//! The compile, initialise, adapt and sample workflow.

use std::io::Write;
use std::path::PathBuf;
use std::time::{Duration, Instant};

use chain_core::{
    ConsoleError, DumpType, ErrorInfo, HostState, NamedArrays, ParameterSet, RngDescriptor,
    RNG_SEED_KEY, RNG_STATE_KEY,
};
use serde::{Deserialize, Serialize};
use tempfile::NamedTempFile;

use crate::checkpoint::ModelCheckpoint;
use crate::config::ConsoleConfig;
use crate::host_lock::HostGuard;
use crate::progress::ConstTimePartition;
use crate::session::Session;

/// Where the model description comes from.
#[derive(Debug, Clone, PartialEq, Eq)]
pub enum ModelSource {
    /// A model file.
    File(PathBuf),
    /// Model text, written to a temporary file for the syntax check.
    Text(String),
}

/// Initial values and generator settings for one chain.
#[derive(Debug, Clone, Default, PartialEq, Serialize, Deserialize)]
pub struct ChainStart {
    /// Initial values keyed by variable.
    pub values: NamedArrays,
    /// Generator algorithm bound before the values are installed.
    #[serde(default, skip_serializing_if = "Option::is_none")]
    pub rng_name: Option<String>,
    /// Seed for the chain's generator.
    #[serde(default, skip_serializing_if = "Option::is_none")]
    pub rng_seed: Option<u32>,
    /// Exact generator state; needs `rng_name`.
    #[serde(default, skip_serializing_if = "Option::is_none")]
    pub rng_state: Option<Vec<i32>>,
}

impl ChainStart {
    /// Start with the given initial values.
    pub fn new(values: NamedArrays) -> Self {
        Self {
            values,
            ..Self::default()
        }
    }

    /// Binds the generator algorithm `name`.
    pub fn with_rng_name(mut self, name: impl Into<String>) -> Self {
        self.rng_name = Some(name.into());
        self
    }

    /// Seeds the chain's generator.
    pub fn with_seed(mut self, seed: u32) -> Self {
        self.rng_seed = Some(seed);
        self
    }
}

impl From<NamedArrays> for ChainStart {
    fn from(values: NamedArrays) -> Self {
        Self::new(values)
    }
}

impl From<HostState> for ChainStart {
    fn from(state: HostState) -> Self {
        Self {
            values: state.values,
            rng_name: state.rng_name,
            rng_seed: None,
            rng_state: state.rng_state,
        }
    }
}

impl From<RngDescriptor> for ChainStart {
    fn from(rng: RngDescriptor) -> Self {
        Self {
            rng_name: Some(rng.name),
            rng_state: Some(rng.state),
            ..Self::default()
        }
    }
}

/// Start values for all chains.
#[derive(Debug, Clone, PartialEq)]
pub enum Start {
    /// The same start for every chain.
    Shared(ChainStart),
    /// One start per chain; the length must equal the chain count.
    PerChain(Vec<ChainStart>),
}

impl Default for Start {
    fn default() -> Self {
        Start::Shared(ChainStart::default())
    }
}

impl Start {
    fn per_chain(self, chains: usize) -> Result<Vec<ChainStart>, ConsoleError> {
        match self {
            Start::Shared(start) => Ok(vec![start; chains]),
            Start::PerChain(starts) if starts.len() == chains => Ok(starts),
            Start::PerChain(starts) => Err(ConsoleError::Conversion(
                ErrorInfo::new(
                    "model.start_length",
                    "length of start sequence should equal the number of chains",
                )
                .with_context("starts", starts.len().to_string())
                .with_context("chains", chains.to_string()),
            )),
        }
    }
}

/// Settings for [`Model::new`].
#[derive(Debug, Clone, PartialEq)]
pub struct ModelOptions {
    /// Observed data. Empty arrays are dropped.
    pub data: NamedArrays,
    /// Initial values.
    pub start: Start,
    /// Number of chains.
    pub chains: usize,
    /// Adaptation iterations run after initialisation.
    pub tune: u64,
    /// Forward-sample the `data` block for names not in `data`.
    pub generate_data: bool,
    /// Monitor type used by [`Model::sample_default`].
    pub monitor_type: String,
    /// Thinning used by [`Model::sample_default`].
    pub thin: u32,
    /// Target length of one update chunk.
    pub progress_period: Option<Duration>,
}

impl ModelOptions {
    /// Options taken from `config`, one chain, no data and no start values.
    pub fn from_config(config: &ConsoleConfig) -> Self {
        Self {
            data: NamedArrays::new(),
            start: Start::default(),
            chains: 1,
            tune: config.tune,
            generate_data: config.generate_data,
            monitor_type: config.monitor_type.clone(),
            thin: config.thin,
            progress_period: config
                .progress_period_secs
                .filter(|secs| secs.is_finite() && *secs > 0.0)
                .map(Duration::from_secs_f64),
        }
    }

    /// Sets the observed data.
    pub fn with_data(mut self, data: NamedArrays) -> Self {
        self.data = data;
        self
    }

    /// Sets the start values.
    pub fn with_start(mut self, start: Start) -> Self {
        self.start = start;
        self
    }

    /// Sets the number of chains.
    pub fn with_chains(mut self, chains: usize) -> Self {
        self.chains = chains;
        self
    }

    /// Sets the adaptation length.
    pub fn with_tune(mut self, tune: u64) -> Self {
        self.tune = tune;
        self
    }
}

impl Default for ModelOptions {
    fn default() -> Self {
        Self::from_config(&ConsoleConfig::default())
    }
}

fn unknown_names<'a>(
    names: impl Iterator<Item = &'a str>,
    variables: &[String],
    reserved: &[&str],
) -> Vec<&'a str> {
    names
        .filter(|name| !variables.iter().any(|var| var == name) && !reserved.contains(name))
        .collect()
}

/// A compiled, initialised model with its chains.
#[derive(Debug)]
pub struct Model {
    session: Session,
    iteration_offset: u64,
    monitor_type: String,
    thin: u32,
    progress_period: Option<Duration>,
}

impl Model {
    /// Loads, compiles and initialises a model, then adapts it for
    /// `options.tune` iterations.
    pub fn new(source: ModelSource, options: ModelOptions) -> Result<Self, ConsoleError> {
        let mut session = Session::new();
        match &source {
            ModelSource::File(path) => session.check_model(path)?,
            ModelSource::Text(text) => {
                let mut file = NamedTempFile::new()
                    .map_err(|err| ConsoleError::io(&std::env::temp_dir(), &err))?;
                file.write_all(text.as_bytes())
                    .and_then(|()| file.flush())
                    .map_err(|err| ConsoleError::io(file.path(), &err))?;
                session.check_model(file.path())?;
            }
        }

        let variables = session.variable_names();
        let mut data = options.data;
        data.retain_non_empty();
        let unused = unknown_names(data.names(), &variables, &[]);
        if !unused.is_empty() {
            return Err(ConsoleError::NotFound(
                ErrorInfo::new(
                    "model.unused_data",
                    format!("unused data for variables: {}", unused.join(",")),
                )
                .with_context("variables", unused.join(",")),
            ));
        }
        session.compile(&data, options.chains, options.generate_data)?;

        let starts = options.start.per_chain(session.nchain())?;
        for (chain, start) in starts.into_iter().enumerate() {
            apply_start(&mut session, chain, start, &variables)?;
        }
        session.initialize()?;

        let mut model = Self {
            session,
            iteration_offset: 0,
            monitor_type: options.monitor_type,
            thin: options.thin,
            progress_period: options.progress_period,
        };
        if options.tune > 0 {
            let converged = model.adapt(options.tune)?;
            tracing::debug!(tune = options.tune, converged, "adaptation finished");
        }
        Ok(model)
    }

    /// Rebuilds a model whose chains continue from `checkpoint`.
    ///
    /// The chain count comes from the checkpoint; no adaptation is run.
    pub fn resume(
        source: ModelSource,
        options: ModelOptions,
        checkpoint: ModelCheckpoint,
    ) -> Result<Self, ConsoleError> {
        let options = ModelOptions {
            chains: checkpoint.chains.len(),
            start: Start::PerChain(checkpoint.chains.into_iter().map(ChainStart::from).collect()),
            tune: 0,
            ..options
        };
        let mut model = Self::new(source, options)?;
        model.iteration_offset = checkpoint.iteration;
        tracing::info!(iteration = checkpoint.iteration, "model resumed");
        Ok(model)
    }

    /// Advances every chain by `iterations` steps.
    pub fn update(&mut self, iterations: u64) -> Result<(), ConsoleError> {
        self.run(iterations, None)
    }

    /// Like [`Model::update`], releasing `host` while the engine runs.
    pub fn update_released(
        &mut self,
        iterations: u64,
        host: &mut HostGuard,
    ) -> Result<(), ConsoleError> {
        self.run(iterations, Some(host))
    }

    fn run(
        &mut self,
        iterations: u64,
        mut host: Option<&mut HostGuard>,
    ) -> Result<(), ConsoleError> {
        let Some(period) = self.progress_period else {
            return self.step(iterations, host);
        };
        let started = Instant::now();
        let mut partition = ConstTimePartition::new(iterations, period);
        while let Some(chunk) = partition.next_chunk(started.elapsed()) {
            self.step(chunk, host.as_deref_mut())?;
            tracing::info!(done = partition.done(), total = iterations, "update progress");
        }
        Ok(())
    }

    fn step(&mut self, iterations: u64, host: Option<&mut HostGuard>) -> Result<(), ConsoleError> {
        match host {
            Some(host) => self.session.update_released(iterations, host),
            None => self.session.update(iterations),
        }
    }

    /// Runs adaptation for `iterations` steps and reports whether it
    /// converged. A model without adaptive samplers reports `true` at once.
    pub fn adapt(&mut self, iterations: u64) -> Result<bool, ConsoleError> {
        if !self.session.is_adapting() {
            return Ok(true);
        }
        self.update(iterations)?;
        self.session.check_adaptation()
    }

    /// Monitors `vars` (every variable when `None`), runs `iterations`
    /// steps and returns the per-chain samples. The monitors set here are
    /// always cleared again.
    pub fn sample(
        &mut self,
        iterations: u64,
        vars: Option<&[&str]>,
        thin: u32,
        monitor_type: &str,
    ) -> Result<NamedArrays, ConsoleError> {
        let vars: Vec<String> = match vars {
            Some(vars) => vars.iter().map(|var| var.to_string()).collect(),
            None => self.variables(),
        };
        let mut set = Vec::new();
        let samples = self.monitored(iterations, &vars, thin, monitor_type, &mut set);
        let mut cleared = Ok(());
        for name in &set {
            if let Err(err) = self.session.clear_monitor(name, monitor_type) {
                tracing::warn!(variable = %name, error = %err, "failed to clear monitor");
                if cleared.is_ok() {
                    cleared = Err(err);
                }
            }
        }
        let samples = samples?;
        cleared?;
        Ok(samples)
    }

    /// [`Model::sample`] over every variable with the configured thinning and
    /// monitor type.
    pub fn sample_default(&mut self, iterations: u64) -> Result<NamedArrays, ConsoleError> {
        let monitor_type = self.monitor_type.clone();
        self.sample(iterations, None, self.thin, &monitor_type)
    }

    fn monitored(
        &mut self,
        iterations: u64,
        vars: &[String],
        thin: u32,
        monitor_type: &str,
        set: &mut Vec<String>,
    ) -> Result<NamedArrays, ConsoleError> {
        for name in vars {
            self.session.set_monitor(name, thin, monitor_type)?;
            set.push(name.clone());
        }
        self.update(iterations)?;
        self.session.dump_monitors(monitor_type, false)
    }

    /// Variables of the model.
    pub fn variables(&self) -> Vec<String> {
        self.session.variable_names()
    }

    /// Number of chains.
    pub fn num_chains(&self) -> usize {
        self.session.nchain()
    }

    /// Chain indices, starting at 0.
    pub fn chains(&self) -> Vec<usize> {
        (0..self.num_chains()).collect()
    }

    /// Iterations completed, including those before a resume.
    pub fn iteration(&self) -> u64 {
        self.iteration_offset + self.session.iteration()
    }

    /// Full state of every chain.
    pub fn state(&mut self) -> Result<Vec<HostState>, ConsoleError> {
        self.chains()
            .into_iter()
            .map(|chain| self.session.dump_state(DumpType::All, chain))
            .collect()
    }

    /// Captures what [`Model::resume`] needs to continue the chains.
    pub fn checkpoint(&mut self) -> Result<ModelCheckpoint, ConsoleError> {
        let chains = self
            .chains()
            .into_iter()
            .map(|chain| self.session.dump_state(DumpType::Parameters, chain))
            .collect::<Result<Vec<_>, _>>()?;
        Ok(ModelCheckpoint {
            iteration: self.iteration(),
            chains,
        })
    }

    /// The underlying session.
    pub fn session(&mut self) -> &mut Session {
        &mut self.session
    }
}

fn apply_start(
    session: &mut Session,
    chain: usize,
    start: ChainStart,
    variables: &[String],
) -> Result<(), ConsoleError> {
    if let Some(name) = &start.rng_name {
        session.set_rng_name(name, chain)?;
    }
    let mut values = start.values;
    values.retain_non_empty();
    let unused = unknown_names(values.names(), variables, &[RNG_SEED_KEY, RNG_STATE_KEY]);
    if !unused.is_empty() {
        return Err(ConsoleError::NotFound(
            ErrorInfo::new(
                "model.unused_start",
                format!(
                    "unused initial values in chain {chain} for variables: {}",
                    unused.join(",")
                ),
            )
            .with_context("chain", chain.to_string()),
        ));
    }
    if let Some(seed) = start.rng_seed {
        values.insert(RNG_SEED_KEY, f64::from(seed))?;
    }
    if let Some(state) = start.rng_state {
        let words: Vec<f64> = state.into_iter().map(f64::from).collect();
        values.insert(RNG_STATE_KEY, words)?;
    }
    session.set_parameters(&ParameterSet::new(chain, values))
}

**********

Required action » Copy every line above that holds the word "ErrorInfo".

Response to this task »
    ConsoleError, DumpType, ErrorInfo, HostState, NamedArrays, ParameterSet, RngDescriptor,
                ErrorInfo::new(
                ErrorInfo::new(
            ErrorInfo::new(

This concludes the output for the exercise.